Exercise directions:
Wherever the word "StaticDraw" appears in a line of the data, that line should be copied.

Record set:
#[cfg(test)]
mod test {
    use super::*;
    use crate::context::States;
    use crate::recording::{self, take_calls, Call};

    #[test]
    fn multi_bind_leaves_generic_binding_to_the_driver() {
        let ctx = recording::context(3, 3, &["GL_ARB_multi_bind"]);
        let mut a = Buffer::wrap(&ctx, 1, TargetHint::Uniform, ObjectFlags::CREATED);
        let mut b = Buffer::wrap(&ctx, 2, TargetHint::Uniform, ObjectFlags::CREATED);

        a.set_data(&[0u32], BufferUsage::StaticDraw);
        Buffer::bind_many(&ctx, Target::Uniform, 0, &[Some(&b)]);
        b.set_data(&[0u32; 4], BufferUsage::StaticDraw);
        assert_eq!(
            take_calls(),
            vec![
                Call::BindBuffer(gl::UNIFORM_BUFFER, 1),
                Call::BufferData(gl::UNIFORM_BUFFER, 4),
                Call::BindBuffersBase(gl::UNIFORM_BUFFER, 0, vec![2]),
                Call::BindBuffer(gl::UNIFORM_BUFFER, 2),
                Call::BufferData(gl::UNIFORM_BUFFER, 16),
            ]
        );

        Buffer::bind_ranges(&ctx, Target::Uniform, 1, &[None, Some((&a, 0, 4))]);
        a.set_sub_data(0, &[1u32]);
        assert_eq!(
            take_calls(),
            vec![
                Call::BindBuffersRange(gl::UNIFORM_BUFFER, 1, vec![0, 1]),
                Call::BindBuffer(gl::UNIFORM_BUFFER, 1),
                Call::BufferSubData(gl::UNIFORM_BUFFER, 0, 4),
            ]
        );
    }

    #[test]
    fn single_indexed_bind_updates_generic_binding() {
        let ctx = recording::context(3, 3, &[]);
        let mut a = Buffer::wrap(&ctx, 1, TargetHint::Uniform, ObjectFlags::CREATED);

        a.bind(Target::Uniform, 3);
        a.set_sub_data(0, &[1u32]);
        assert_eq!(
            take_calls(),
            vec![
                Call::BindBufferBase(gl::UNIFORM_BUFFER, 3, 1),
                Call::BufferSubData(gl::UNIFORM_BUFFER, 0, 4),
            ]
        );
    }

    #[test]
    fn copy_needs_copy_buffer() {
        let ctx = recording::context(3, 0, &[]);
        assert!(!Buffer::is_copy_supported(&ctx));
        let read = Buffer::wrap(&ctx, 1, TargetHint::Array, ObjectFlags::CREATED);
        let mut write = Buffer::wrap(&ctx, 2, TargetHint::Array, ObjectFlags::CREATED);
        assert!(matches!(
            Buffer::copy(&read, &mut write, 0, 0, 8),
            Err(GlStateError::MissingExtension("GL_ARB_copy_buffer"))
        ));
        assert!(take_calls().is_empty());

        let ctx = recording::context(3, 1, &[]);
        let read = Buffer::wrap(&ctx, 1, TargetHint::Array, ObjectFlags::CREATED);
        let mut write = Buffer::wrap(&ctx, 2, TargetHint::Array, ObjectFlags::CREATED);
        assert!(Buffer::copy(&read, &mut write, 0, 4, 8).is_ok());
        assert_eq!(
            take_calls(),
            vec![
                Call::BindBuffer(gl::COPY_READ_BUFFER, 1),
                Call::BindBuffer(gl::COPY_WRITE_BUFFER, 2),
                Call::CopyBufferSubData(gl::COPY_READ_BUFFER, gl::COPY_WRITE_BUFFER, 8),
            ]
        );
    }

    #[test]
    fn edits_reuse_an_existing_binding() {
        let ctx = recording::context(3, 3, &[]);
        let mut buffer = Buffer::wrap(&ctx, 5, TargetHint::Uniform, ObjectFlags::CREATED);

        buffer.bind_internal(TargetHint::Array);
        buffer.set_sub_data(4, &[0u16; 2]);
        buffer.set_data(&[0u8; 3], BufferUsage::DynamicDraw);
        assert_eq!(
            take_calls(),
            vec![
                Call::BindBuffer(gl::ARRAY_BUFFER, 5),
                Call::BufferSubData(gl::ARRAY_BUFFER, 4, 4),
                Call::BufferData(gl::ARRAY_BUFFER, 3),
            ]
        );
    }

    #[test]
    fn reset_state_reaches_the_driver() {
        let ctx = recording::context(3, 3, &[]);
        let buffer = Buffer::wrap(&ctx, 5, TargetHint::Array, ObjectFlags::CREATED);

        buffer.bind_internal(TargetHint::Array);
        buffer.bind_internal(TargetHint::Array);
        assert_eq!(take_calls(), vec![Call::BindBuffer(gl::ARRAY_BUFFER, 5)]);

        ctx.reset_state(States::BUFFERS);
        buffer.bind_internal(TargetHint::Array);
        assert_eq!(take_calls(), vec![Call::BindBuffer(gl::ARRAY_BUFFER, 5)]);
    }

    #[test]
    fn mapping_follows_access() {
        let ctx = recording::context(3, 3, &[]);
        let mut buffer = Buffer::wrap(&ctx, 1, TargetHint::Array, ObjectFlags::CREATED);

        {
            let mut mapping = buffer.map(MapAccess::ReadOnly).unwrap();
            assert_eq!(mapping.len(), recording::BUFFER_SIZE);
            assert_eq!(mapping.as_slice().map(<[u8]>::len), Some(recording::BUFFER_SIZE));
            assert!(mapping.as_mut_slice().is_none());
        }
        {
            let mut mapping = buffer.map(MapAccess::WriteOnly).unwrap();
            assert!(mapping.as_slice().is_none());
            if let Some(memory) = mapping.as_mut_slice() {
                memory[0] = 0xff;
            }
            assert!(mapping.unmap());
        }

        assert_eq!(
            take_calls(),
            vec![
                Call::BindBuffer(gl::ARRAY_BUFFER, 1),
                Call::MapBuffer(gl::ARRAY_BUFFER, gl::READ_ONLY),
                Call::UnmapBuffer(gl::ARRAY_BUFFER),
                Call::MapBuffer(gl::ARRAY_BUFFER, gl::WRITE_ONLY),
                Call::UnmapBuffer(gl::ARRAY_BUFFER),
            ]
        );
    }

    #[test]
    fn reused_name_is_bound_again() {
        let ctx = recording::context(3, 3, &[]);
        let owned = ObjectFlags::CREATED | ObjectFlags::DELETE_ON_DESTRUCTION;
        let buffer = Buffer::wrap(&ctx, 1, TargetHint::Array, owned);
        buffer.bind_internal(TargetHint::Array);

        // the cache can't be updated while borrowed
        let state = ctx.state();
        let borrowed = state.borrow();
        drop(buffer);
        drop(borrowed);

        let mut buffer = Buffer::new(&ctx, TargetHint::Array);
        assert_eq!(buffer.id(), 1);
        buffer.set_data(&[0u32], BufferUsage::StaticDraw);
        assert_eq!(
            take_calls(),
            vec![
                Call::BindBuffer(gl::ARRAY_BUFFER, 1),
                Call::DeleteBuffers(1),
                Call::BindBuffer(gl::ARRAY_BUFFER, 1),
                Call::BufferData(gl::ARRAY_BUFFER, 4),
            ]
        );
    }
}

Expected output:
        a.set_data(&[0u32], BufferUsage::StaticDraw);
        b.set_data(&[0u32; 4], BufferUsage::StaticDraw);
        buffer.set_data(&[0u32], BufferUsage::StaticDraw);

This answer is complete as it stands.